● **Assignment**
Report each line of the entries below that includes "RetrievalError".

(Dataset records)
+ + + +
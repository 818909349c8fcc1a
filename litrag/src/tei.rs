//! Cross-encoder scorer for a text-embeddings-inference style `/rerank` endpoint.
//!
//! This module is only available when the `tei` feature is enabled.

use async_trait::async_trait;
use serde::{Deserialize, Serialize};
use tracing::{debug, error};

use crate::error::{Result, RetrievalError};
use crate::reranker::Scorer;

const SCORER: &str = "tei";

/// A [`Scorer`] calling `POST {base_url}/rerank`.
///
/// The endpoint answers `[{"index": i, "score": s}, ...]` sorted by score;
/// scores are put back in request order before returning.
///
/// # Example
///
/// ```rust,ignore
/// use litrag::tei::TeiScorer;
///
/// let scorer = TeiScorer::new("http://localhost:8080");
/// let reranker = Reranker::new(Arc::new(scorer));
/// ```
#[derive(Debug, Clone)]
pub struct TeiScorer {
    client: reqwest::Client,
    base_url: String,
    raw_scores: bool,
}

impl TeiScorer {
    /// Create a scorer for the server at `base_url`.
    pub fn new(base_url: impl Into<String>) -> Self {
        Self {
            client: reqwest::Client::new(),
            base_url: base_url.into().trim_end_matches('/').to_string(),
            raw_scores: false,
        }
    }

    /// Use an existing HTTP client (for shared connection pools or timeouts).
    pub fn with_client(mut self, client: reqwest::Client) -> Self {
        self.client = client;
        self
    }

    /// Return raw logits instead of sigmoid-normalized scores.
    pub fn with_raw_scores(mut self, raw: bool) -> Self {
        self.raw_scores = raw;
        self
    }

    fn failure(message: String) -> RetrievalError {
        RetrievalError::ScoringBackend { scorer: SCORER.into(), message }
    }
}

#[derive(Serialize)]
struct RerankRequest<'a> {
    query: &'a str,
    texts: Vec<&'a str>,
    raw_scores: bool,
    truncate: bool,
}

#[derive(Deserialize)]
struct RankedText {
    index: usize,
    score: f32,
}

/// Put `ranked` scores back into request order.
fn align_scores(ranked: Vec<RankedText>, expected: usize) -> Result<Vec<f32>> {
    let mut scores: Vec<Option<f32>> = vec![None; expected];
    for RankedText { index, score } in ranked {
        let slot = scores
            .get_mut(index)
            .ok_or_else(|| TeiScorer::failure(format!("index {index} out of range")))?;
        *slot = Some(score);
    }
    scores
        .into_iter()
        .enumerate()
        .map(|(i, s)| s.ok_or_else(|| TeiScorer::failure(format!("no score for text {i}"))))
        .collect()
}

#[async_trait]
impl Scorer for TeiScorer {
    fn name(&self) -> &str {
        SCORER
    }

    async fn score(&self, query: &str, pairs: &[(&str, &str)]) -> Result<Vec<f32>> {
        if pairs.is_empty() {
            return Ok(Vec::new());
        }
        debug!(scorer = SCORER, batch_size = pairs.len(), "rerank request");

        let request_body = RerankRequest {
            query,
            texts: pairs.iter().map(|(_, text)| *text).collect(),
            raw_scores: self.raw_scores,
            truncate: true,
        };

        let response = self
            .client
            .post(format!("{}/rerank", self.base_url))
            .json(&request_body)
            .send()
            .await
            .map_err(|e| {
                error!(scorer = SCORER, error = %e, "request failed");
                Self::failure(format!("request failed: {e}"))
            })?;

        if !response.status().is_success() {
            let status = response.status();
            let body = response.text().await.unwrap_or_default();
            error!(scorer = SCORER, %status, "rerank endpoint error");
            return Err(Self::failure(format!("endpoint returned {status}: {body}")));
        }

        let ranked: Vec<RankedText> = response.json().await.map_err(|e| {
            error!(scorer = SCORER, error = %e, "failed to parse response");
            Self::failure(format!("failed to parse response: {e}"))
        })?;

        align_scores(ranked, pairs.len())
    }
}

#[cfg(test)]
mod tests {
    use super::*;

    #[test]
    fn scores_are_realigned_to_request_order() {
        let ranked: Vec<RankedText> = serde_json::from_str(
            r#"[{"index":2,"score":0.9},{"index":0,"score":0.5},{"index":1,"score":0.1}]"#,
        )
        .unwrap();
        assert_eq!(align_scores(ranked, 3).unwrap(), vec![0.5, 0.1, 0.9]);
    }

    #[test]
    fn missing_or_stray_indices_fail() {
        let missing = vec![RankedText { index: 0, score: 1.0 }];
        assert!(align_scores(missing, 2).is_err());

        let stray = vec![RankedText { index: 5, score: 1.0 }];
        assert!(matches!(align_scores(stray, 1), Err(RetrievalError::ScoringBackend { .. })));
    }
}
+ + + +
● **Solution to this problem**
use crate::error::{Result, RetrievalError};
    fn failure(message: String) -> RetrievalError {
        RetrievalError::ScoringBackend { scorer: SCORER.into(), message }
        assert!(matches!(align_scores(stray, 1), Err(RetrievalError::ScoringBackend { .. })));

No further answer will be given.